As a final matter, we note that Stidham urges that his appointment without compensation violates his due process and equal protection rights. However, he raises this point without discussing it, providing only a bare citation to authority. This court has repeatedly held that we do not consider assignments of error that are unsupported by convincing authority. See, e.g., Federal Fin. Co. v. Noe, 335 Ark. 78, 983 S.W.2d 107 (1998); McGhee v. State 334 Ark. 543, 975 S.W.2d 834 (1998).
We also point out that Stidham is not completely bereft of remedies; he may present his claim for payment to the Arkansas State Claims Commission, which was created to provide a method by which claims against the State may be addressed while preserving the State’s sovereign immunity. See Fireman’s Ins. Co. v. Arkansas State Claims Comm’n, 301 Ark. 451, 784 S.W.2d 771 (1990).
We therefore conclude that the circuit court acted in excess of its jurisdiction in entering its order requiring the Commission to pay attorney’s fees to Stidham, and as such, the Commission’s petition for writ of certiorari is granted.
IMBER, J., concurs; Corbin, J., not participating.We note also that the Commission, although not a party to the underlying Rule 37 proceeding, could have appealed from the circuit court’s order. Arkansas case law provides that a person with a pecuniary interest affected by a trial court’s judgment has standing to pursue appellate review of that judgment or order, even though the person was never made a party to the case. McCoy v. Moore, 338 Ark. 740, 1 S.W.3d 11 (1999); see also In re $3,166,199, 337 Ark. 74, 987 S.W.2d 663 (1999); In re Allen, 304 Ark. 222, 800 S.W.2d 715 (1990). In this case, our court has jurisdiction by way of certiorari, as the court did in the Burnett decision, or by treating this matter as an appeal.

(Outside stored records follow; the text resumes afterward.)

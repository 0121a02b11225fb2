//! Canonical UTC calendar-day keys.
//!
//! Daily gating compares these keys by string equality, so they are always
//! produced from UTC and always formatted `YYYY-MM-DD`.
use chrono::{DateTime, NaiveDate, Utc};
use serde::{Deserialize, Serialize};
use std::fmt;

/// A `YYYY-MM-DD` UTC date key.
#[derive(Debug, Clone, PartialEq, Eq, PartialOrd, Ord, Hash, Serialize, Deserialize)]
#[serde(transparent)]
pub struct DateKey(String);

impl DateKey {
    /// Key for the UTC calendar day containing `instant`.
    #[must_use]
    pub fn from_utc(instant: DateTime<Utc>) -> Self {
        Self(instant.format("%Y-%m-%d").to_string())
    }

    /// Key for the current UTC day. Compute once per process and pass it down.
    #[must_use]
    pub fn today() -> Self {
        Self::from_utc(Utc::now())
    }

    /// Parse a `YYYY-MM-DD` string, rejecting anything that is not a real date.
    #[must_use]
    pub fn parse(value: &str) -> Option<Self> {
        let trimmed = value.trim();
        NaiveDate::parse_from_str(trimmed, "%Y-%m-%d")
            .ok()
            .map(|date| Self(date.format("%Y-%m-%d").to_string()))
    }

    #[must_use]
    pub fn as_str(&self) -> &str {
        &self.0
    }
}

impl fmt::Display for DateKey {
    fn fmt(&self, f: &mut fmt::Formatter<'_>) -> fmt::Result {
        f.write_str(&self.0)
    }
}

Sovereign immunity for the State of Arkansas arises from express constitutional declaration. Article 5, § 20, of the Constitution provides that “[t]he State of Arkansas shall never be made a defendant in any of her courts.” Suits against the State are expressly forbidden by this provision. Grine v. Board of Trustees, 338 Ark. 791, 2 S.W.3d 54 (1999). Grine cites Pitcock v. State, 91 Ark. 527 (1909), for the statement that “a sovereign State cannot be sued except by its own consent; and such consent is expressly withheld by the Constitution of this State.” Grine, 338 Ark. at 796 (citing Pitcock, 91 Ark. at 535).